On a beach in Tunis, a young man helped a toddler retrieve a ball floating in the waves. That simple act triggered a lifetime of connections for Mohamed Chikhaoui, who helps students from Cambridge, Europe, North Africa, and the Middle East share the intellectual wealth and spirit of MIT.
Chikhaoui was in high school when he retrieved that child’s toy. The boy’s parents, it turned out, were American cultural attachés working for USAID. They asked if he’d considered attending college in the United States. “I just laughed,” he recalls. But the envoys arranged for scholarship assistance, and Chikhaoui came to Cambridge, where his soccer skills helped the MIT team become “one of the finest in New England,” according to the Tech.

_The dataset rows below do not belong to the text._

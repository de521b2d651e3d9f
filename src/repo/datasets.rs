//! Dataset repository (component C, §4.C, §3 "Dataset").
//!
//! `save` is an upsert on `(namespace, name)`, unlike `files::save`'s
//! strict insert (§4.C). Adding a dataset with a parent is checked for a
//! cycle before the edge is written — an Open Question the source left
//! unresolved beyond "must be acyclic"; see DESIGN.md for why the check
//! happens here rather than being pushed onto callers.

use chrono::{DateTime, Utc};
use serde_json::Value;
use sqlx::{postgres::Postgres, Executor, FromRow};

use crate::error::{CatalogError, CatalogResult};
use crate::model::Dataset;

#[derive(FromRow)]
struct DatasetRow {
    namespace: String,
    name: String,
    parent_namespace: Option<String>,
    parent_name: Option<String>,
    frozen: bool,
    monotonic: bool,
    metadata: Value,
    creator: Option<String>,
    created_timestamp: Option<DateTime<Utc>>,
    description: Option<String>,
}

impl From<DatasetRow> for Dataset {
    fn from(row: DatasetRow) -> Self {
        Dataset {
            namespace: row.namespace,
            name: row.name,
            parent_namespace: row.parent_namespace,
            parent_name: row.parent_name,
            frozen: row.frozen,
            monotonic: row.monotonic,
            metadata: row.metadata,
            creator: row.creator,
            created_timestamp: row.created_timestamp,
            description: row.description,
        }
    }
}

const SELECT_COLUMNS: &str =
    "namespace, name, parent_namespace, parent_name, frozen, monotonic, metadata, creator, created_timestamp, description";

pub async fn get<'e>(namespace: &str, name: &str, db: impl Executor<'e, Database = Postgres>) -> CatalogResult<Option<Dataset>> {
    let sql = format!("select {SELECT_COLUMNS} from datasets where namespace = $1 and name = $2");
    let row = sqlx::query_as::<_, DatasetRow>(&sql)
        .bind(namespace)
        .bind(name)
        .fetch_optional(db)
        .await?;
    Ok(row.map(Dataset::from))
}

pub async fn exists<'e>(namespace: &str, name: &str, db: impl Executor<'e, Database = Postgres>) -> CatalogResult<bool> {
    let row: (bool,) = sqlx::query_as("select exists(select 1 from datasets where namespace = $1 and name = $2)")
        .bind(namespace)
        .bind(name)
        .fetch_one(db)
        .await?;
    Ok(row.0)
}

/// Walks the parent chain starting at `(parent_namespace, parent_name)`
/// looking for `(namespace, name)`; if found, adding that edge would
/// create a cycle.
async fn would_cycle<'e>(
    namespace: &str,
    name: &str,
    parent_namespace: &str,
    parent_name: &str,
    db: impl Executor<'e, Database = Postgres> + Copy,
) -> CatalogResult<bool> {
    let mut cur_ns = parent_namespace.to_string();
    let mut cur_name = parent_name.to_string();
    loop {
        if cur_ns == namespace && cur_name == name {
            return Ok(true);
        }
        let next: Option<(Option<String>, Option<String>)> = sqlx::query_as(
            "select parent_namespace, parent_name from datasets where namespace = $1 and name = $2",
        )
        .bind(&cur_ns)
        .bind(&cur_name)
        .fetch_optional(db)
        .await?;
        match next {
            Some((Some(ns), Some(nm))) => {
                cur_ns = ns;
                cur_name = nm;
            }
            _ => return Ok(false),
        }
    }
}

/// Upsert on `(namespace, name)`, rejecting a parent assignment that would
/// close a cycle (§3 "Dataset" invariant).
pub async fn save<'e>(dataset: &Dataset, db: impl Executor<'e, Database = Postgres> + Copy) -> CatalogResult<()> {
    if let (Some(parent_ns), Some(parent_name)) = (&dataset.parent_namespace, &dataset.parent_name) {
        if would_cycle(&dataset.namespace, &dataset.name, parent_ns, parent_name, db).await? {
            let dependency = format!("{}:{} -> {}:{}", dataset.namespace, dataset.name, parent_ns, parent_name);
            tracing::warn!(dependency = %dependency, "dataset save rejected: circular dependency");
            return Err(CatalogError::CircularDatasetDependency(dependency));
        }
    }
    sqlx::query(
        "insert into datasets (namespace, name, parent_namespace, parent_name, frozen, monotonic, metadata, creator, created_timestamp, description) \
         values ($1, $2, $3, $4, $5, $6, $7, $8, now(), $9) \
         on conflict (namespace, name) do update set \
            parent_namespace = excluded.parent_namespace, parent_name = excluded.parent_name, \
            frozen = excluded.frozen, monotonic = excluded.monotonic, metadata = excluded.metadata, \
            description = excluded.description",
    )
    .bind(&dataset.namespace)
    .bind(&dataset.name)
    .bind(&dataset.parent_namespace)
    .bind(&dataset.parent_name)
    .bind(dataset.frozen)
    .bind(dataset.monotonic)
    .bind(&dataset.metadata)
    .bind(&dataset.creator)
    .bind(&dataset.description)
    .execute(db)
    .await?;
    tracing::debug!(namespace = %dataset.namespace, name = %dataset.name, "dataset saved");
    Ok(())
}

pub async fn nfiles<'e>(namespace: &str, name: &str, db: impl Executor<'e, Database = Postgres>) -> CatalogResult<i64> {
    let row: (i64,) = sqlx::query_as(
        "select count(*) from files_datasets where dataset_namespace = $1 and dataset_name = $2",
    )
    .bind(namespace)
    .bind(name)
    .fetch_one(db)
    .await?;
    Ok(row.0)
}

In the spring of 1965, at the invitation of the State Department, Chikhaoui taught an orientation for Peace Corps volunteers headed to his homeland. “For me this was an unforgettable, positive experience,” he says. “These were bright young people who were really eager to travel to other countries and learn about other cultures and help wherever they could.”
After studying electrical engineering and computer science at MIT, Chikhaoui earned a bachelor’s degree in economics at La Sorbonne. He worked in health services engineering in Paris, where he met his wife, and then in Germany. Next he moved to Saudi Arabia, where he helped engineer the nation’s modern hospital infrastructure.